* Your objective: Among the records, find the lines that hold the string "range" and return them.

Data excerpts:
_ _ _ _

impl ZoneLayout {
    /// Lays out a zone at its current geometry
    pub fn from_zone(zone: &Zone) -> Result<Self, RendererError> {
        let geometry = zone.geometry();
        if geometry.w <= 0 || geometry.h <= 0 {
            return Err(RendererError::InvalidCanvas {
                width: geometry.w,
                height: geometry.h,
            });
        }

        let settings = zone.settings();
        let grid = zone.grid();
        let width = geometry.w as f32;
        let height = geometry.h as f32;
        let title_height = (grid.title_height() as f32).min(height);

        let title_rect = skia_rect(0.0, 0.0, width, title_height)?;
        let title = TextItem {
            text: zone.name().to_string(),
            bounds: skia_rect(TITLE_PADDING, 0.0, width - 2.0 * TITLE_PADDING, title_height)?,
            size: settings.title_text_size as f32,
            color: skia_color(settings.title_text),
            align: TextAlign::Left,
        };

        let mut layout = Self {
            canvas_width: geometry.w as u32,
            canvas_height: geometry.h as u32,
            title_rect,
            title_bg: skia_color(settings.title_bg),
            title,
            body: None,
            background: skia_color(settings.bg_color),
            search: None,
            cells: Vec::new(),
            scroll_thumb: None,
        };

        if zone.is_collapsed() || height <= title_height {
            return Ok(layout);
        }
        layout.body = Some(skia_rect(0.0, title_height, width, height - title_height)?);

        if let (Some(rect), Some(query)) = (grid.search_rect(), zone.search()) {
            let bounds = to_skia(rect)?;
            let (text, color) = if query.is_empty() {
                ("Search...".to_string(), SEARCH_PLACEHOLDER)
            } else {
                (query.to_string(), SEARCH_TEXT)
            };
            let text_bounds = skia_rect(bounds.x() + 4.0, bounds.y(), bounds.width() - 8.0, bounds.height())?;
            layout.search = Some((
                bounds,
                TextItem {
                    text,
                    bounds: text_bounds,
                    size: settings.text_size as f32,
                    color: skia_color(color),
                    align: TextAlign::Left,
                },
            ));
        }

        let cell_size = grid.cell_size() as i32;
        let icon_size = settings.cell_icon_size.min(cell_size) as f32;
        let label_height = settings.label_height as f32;
        let name_color = skia_color(settings.name_color);

        for (slot, entry) in zone.visible_entries() {
            let Ok(cell) = grid.cell_rect(slot) else {
                continue;
            };
            let cell = to_skia(cell)?;
            let icon = skia_rect(
                cell.x() + (cell.width() - icon_size) / 2.0,
                cell.y(),
                icon_size,
                icon_size,
            )?;
            let label = TextItem {
                text: entry.label(cell_size),
                bounds: skia_rect(cell.x(), icon.bottom(), cell.width(), label_height)?,
                size: settings.text_size as f32,
                color: name_color,
                align: TextAlign::Center,
            };
            let badge = match entry.kind {
                EntryKind::File => extension_badge(&entry.path, icon, settings.text_size as f32),
                EntryKind::Directory => None,
            };
            layout.cells.push(CellLayout {
                cell,
                icon,
                kind: entry.kind,
                badge,
                label,
            });
        }

        layout.scroll_thumb = scroll_thumb(zone, grid, width, title_height, height);
        Ok(layout)
    }
}

fn extension_badge(path: &Path, icon: SkiaRect, text_size: f32) -> Option<TextItem> {
    let extension = path.extension()?.to_string_lossy().to_uppercase();
    if extension.is_empty() {
        return None;
    }
    let text: String = extension.chars().take(4).collect();
    let band_height = (icon.height() / 3.0).max(1.0);
    Some(TextItem {
        text,
        bounds: skia_rect(icon.x() + icon.width() * 0.2, icon.bottom() - band_height * 1.5, icon.width() * 0.6, band_height).ok()?,
        size: text_size.min(band_height),
        color: skia_color(FILE_COLOR),
        align: TextAlign::Center,
    })
}
impl Zone {
    /// Creates a zone for a freshly chosen folder
    ///
    /// Settings are seeded from the global record, the name comes from the
    /// folder, and the window is centred on `work_area`.
    pub fn from_folder(id: ZoneId, folder: PathBuf, global: &SettingsRecord, work_area: Rect) -> Self {
        let mut zone = Self::unloaded(id, zone_name_for_folder(&folder), global.clone());
        zone.transition(ZoneEvent::BeginLoad(LoadSource::Folder));

        zone.folder = Some(folder);
        zone.reload_entries();
        let (w, h) = zone.grid.window_size(zone.entries.len());
        zone.geometry = work_area.centered(w, h);

        zone.transition(ZoneEvent::LoadFinished);
        zone
    }

    /// Restores a zone from its persisted record
    ///
    /// Fields the record does not override follow the current global values.
    /// A persisted geometry is kept as is; without one the zone is centred.
    pub fn from_record(id: ZoneId, record: ZoneRecord, global: &SettingsRecord, work_area: Rect) -> Self {
        let ZoneRecord {
            zone_name,
            folder,
            mut settings,
            local_overrides,
            geometry,
        } = record;

        sync_with_global(&mut settings, &local_overrides, global);

        let mut zone = Self::unloaded(id, zone_name, settings);
        zone.transition(ZoneEvent::BeginLoad(LoadSource::Record));

        zone.overrides = local_overrides;
        zone.folder = (!folder.trim().is_empty()).then(|| PathBuf::from(folder));
        zone.reload_entries();
        zone.geometry = match geometry {
            Some(rect) => rect,
            None => {
                let (w, h) = zone.grid.window_size(zone.entries.len());
                work_area.centered(w, h)
            }
        };

        zone.transition(ZoneEvent::LoadFinished);
        zone
    }

    fn unloaded(id: ZoneId, name: String, settings: SettingsRecord) -> Self {
        let grid = ZoneGrid::from_settings(&settings);
        Self {
            id,
            name,
            folder: None,
            settings,
            overrides: OverrideSet::new(),
            geometry: Rect::new(0, 0, 0, 0),
            entries: Vec::new(),
            state: ZoneState::Unloaded,
            locked: false,
            collapsed: false,
            search: None,
            scroll_row: 0,
            grid,
            refresh_count: 0,
        }
    }

    fn transition(&mut self, event: ZoneEvent) {
        self.state = StateMachine::process_event(self.state, event);
    }

    pub fn id(&self) -> ZoneId {
        self.id
    }

    pub fn name(&self) -> &str {
        &self.name
    }

    pub fn folder(&self) -> Option<&Path> {
        self.folder.as_deref()
    }

    pub fn settings(&self) -> &SettingsRecord {
        &self.settings
    }

    pub fn overrides(&self) -> &OverrideSet {
        &self.overrides
    }

    pub fn geometry(&self) -> Rect {
        self.geometry
    }

    pub fn entries(&self) -> &[ZoneEntry] {
        &self.entries
    }

    pub fn state(&self) -> ZoneState {
        self.state
    }

    pub fn is_locked(&self) -> bool {
        self.locked
    }

    pub fn is_collapsed(&self) -> bool {
        self.collapsed
    }

    /// Current search text, when the search row is open
    pub fn search(&self) -> Option<&str> {
        self.search.as_deref()
    }

    pub fn scroll_row(&self) -> u32 {
        self.scroll_row
    }

    pub fn grid(&self) -> &ZoneGrid {
        &self.grid
    }

    /// Number of times the derived visual state has been rebuilt
    pub fn refresh_count(&self) -> u64 {
        self.refresh_count
    }

    /// Persisted form of this zone
    pub fn to_record(&self) -> ZoneRecord {
        ZoneRecord {
            zone_name: self.name.clone(),
            folder: self
                .folder
                .as_ref()
                .map(|folder| folder.to_string_lossy().into_owned())
                .unwrap_or_default(),
            settings: self.settings.clone(),
            local_overrides: self.overrides.clone(),
            geometry: Some(self.geometry),
        }
    }

    /// Re-reads the folder and rebuilds the derived state
    ///
    /// An unreadable folder leaves the zone empty.
    pub fn reload_entries(&mut self) {
        self.entries = match &self.folder {
            Some(folder) => enumerate_folder(folder).unwrap_or_else(|err| {
                log::warn!("Cannot list {} for {}: {err}", folder.display(), self.id);
                Vec::new()
            }),
            None => Vec::new(),
        };
        self.refresh();
    }

    /// Rebuilds the derived visual state from the settings
    ///
    /// The grid is recomputed, the window is resized in place and the scroll
    /// position is clamped to the new page.
    pub fn refresh(&mut self) {
        self.grid = ZoneGrid::from_settings(&self.settings).with_search_row(self.search.is_some());
        let (w, h) = self.window_size();
        self.geometry = self.geometry.with_size(w, h);
        self.scroll_row = self.scroll_row.min(self.max_scroll());
        self.refresh_count += 1;
    }

    fn window_size(&self) -> (i32, i32) {
        let (w, h) = self.grid.window_size(self.entries.len());
        if self.collapsed {
            (w, self.grid.title_height())
        } else {
            (w, h)
        }
    }

    /// Renames the zone; blank names are ignored
    ///
    /// # Returns
    /// The previous name when the name changed
    pub fn rename(&mut self, name: &str) -> Option<String> {
        let name = name.trim();
        if name.is_empty() || name == self.name {
            return None;
        }
        Some(std::mem::replace(&mut self.name, name.to_string()))
    }

    /// Points the zone at another folder and reloads its entries
    pub fn change_folder(&mut self, folder: PathBuf) {
        self.folder = Some(folder);
        self.scroll_row = 0;
        self.reload_entries();
    }

    /// Applies a window move or resize
    ///
    /// A locked zone keeps its position; size changes still apply.
    ///
    /// # Returns
    /// `true` when the geometry changed
    pub fn set_geometry(&mut self, rect: Rect) -> bool {
        let target = if self.locked {
            self.geometry.with_size(rect.w, rect.h)
        } else {
            rect
        };
        if target == self.geometry {
            return false;
        }
        self.geometry = target;
        true
    }

    pub fn toggle_lock(&mut self) -> bool {
        self.locked = !self.locked;
        self.locked
    }

    pub fn toggle_collapse(&mut self) -> bool {
        self.collapsed = !self.collapsed;
        self.refresh();
        self.collapsed
    }

    /// Opens or closes the search row; closing clears the filter
    pub fn toggle_search(&mut self) -> bool {
        self.search = match self.search {
            Some(_) => None,
            None => Some(String::new()),
        };
        self.scroll_row = 0;
        self.refresh();
        self.search.is_some()
    }

    /// Updates the filter text; ignored while the search row is closed
    pub fn set_search_query(&mut self, text: &str) -> bool {
        match &mut self.search {
            Some(query) => {
                *query = text.to_string();
                self.scroll_row = 0;
                true
            }
            None => false,
        }
    }

    /// Scrolls by whole rows, clamped to the available range
    pub fn scroll_by(&mut self, rows: i32) -> u32 {
        let target = self.scroll_row as i64 + rows as i64;
        self.scroll_row = target.clamp(0, self.max_scroll() as i64) as u32;
        self.scroll_row
    }

    fn max_scroll(&self) -> u32 {
        self.grid.max_scroll(self.filtered().count())
    }

    fn filtered(&self) -> impl Iterator<Item = &ZoneEntry> + '_ {
        let query = self.search.as_deref().unwrap_or("");
        self.entries.iter().filter(move |entry| entry.matches(query))
    }

    /// Entries on the current page with their grid slots
    pub fn visible_entries(&self) -> Vec<(usize, &ZoneEntry)> {
        if self.collapsed {
            return Vec::new();
        }
        let filtered: Vec<&ZoneEntry> = self.filtered().collect();
        let range = self.grid.visible_range(self.scroll_row, filtered.len());
        filtered[range].iter().copied().enumerate().collect()
    }

    /// Entry drawn in `slot` of the current page
    pub fn entry_at_slot(&self, slot: usize) -> Option<&ZoneEntry> {
        self.visible_entries()
            .into_iter()
            .find(|(candidate, _)| *candidate == slot)
            .map(|(_, entry)| entry)
    }

    /// Takes the global value of `field` unless it is overridden
    ///
    /// # Returns
    /// `true` when the zone changed and was refreshed
    pub fn apply_global_field(&mut self, global: &SettingsRecord, field: SettingsField) -> bool {
        let applied = propagate_field(&mut self.settings, &self.overrides, global, field);
        if applied {
            self.refresh();
        }
        applied
    }

    /// Applies a local customization of `field`
    pub fn apply_local_edit(
        &mut self,
        global: &SettingsRecord,
        field: SettingsField,
        value: Option<FieldValue>,
        override_enabled: bool,
    ) -> Result<LocalOutcome, SettingsError> {
        let outcome = apply_local_edit(
            &mut self.settings,
            &mut self.overrides,
            global,
            field,
            value,
            override_enabled,
        )?;
        self.refresh();
        Ok(outcome)
    }

    /// Moves the zone to its terminal state
    pub fn close(&mut self) {
        self.transition(ZoneEvent::Close);
    }
}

_ _ _ _

* Problem solution:
    /// Scrolls by whole rows, clamped to the available range
        let range = self.grid.visible_range(self.scroll_row, filtered.len());
        filtered[range].iter().copied().enumerate().collect()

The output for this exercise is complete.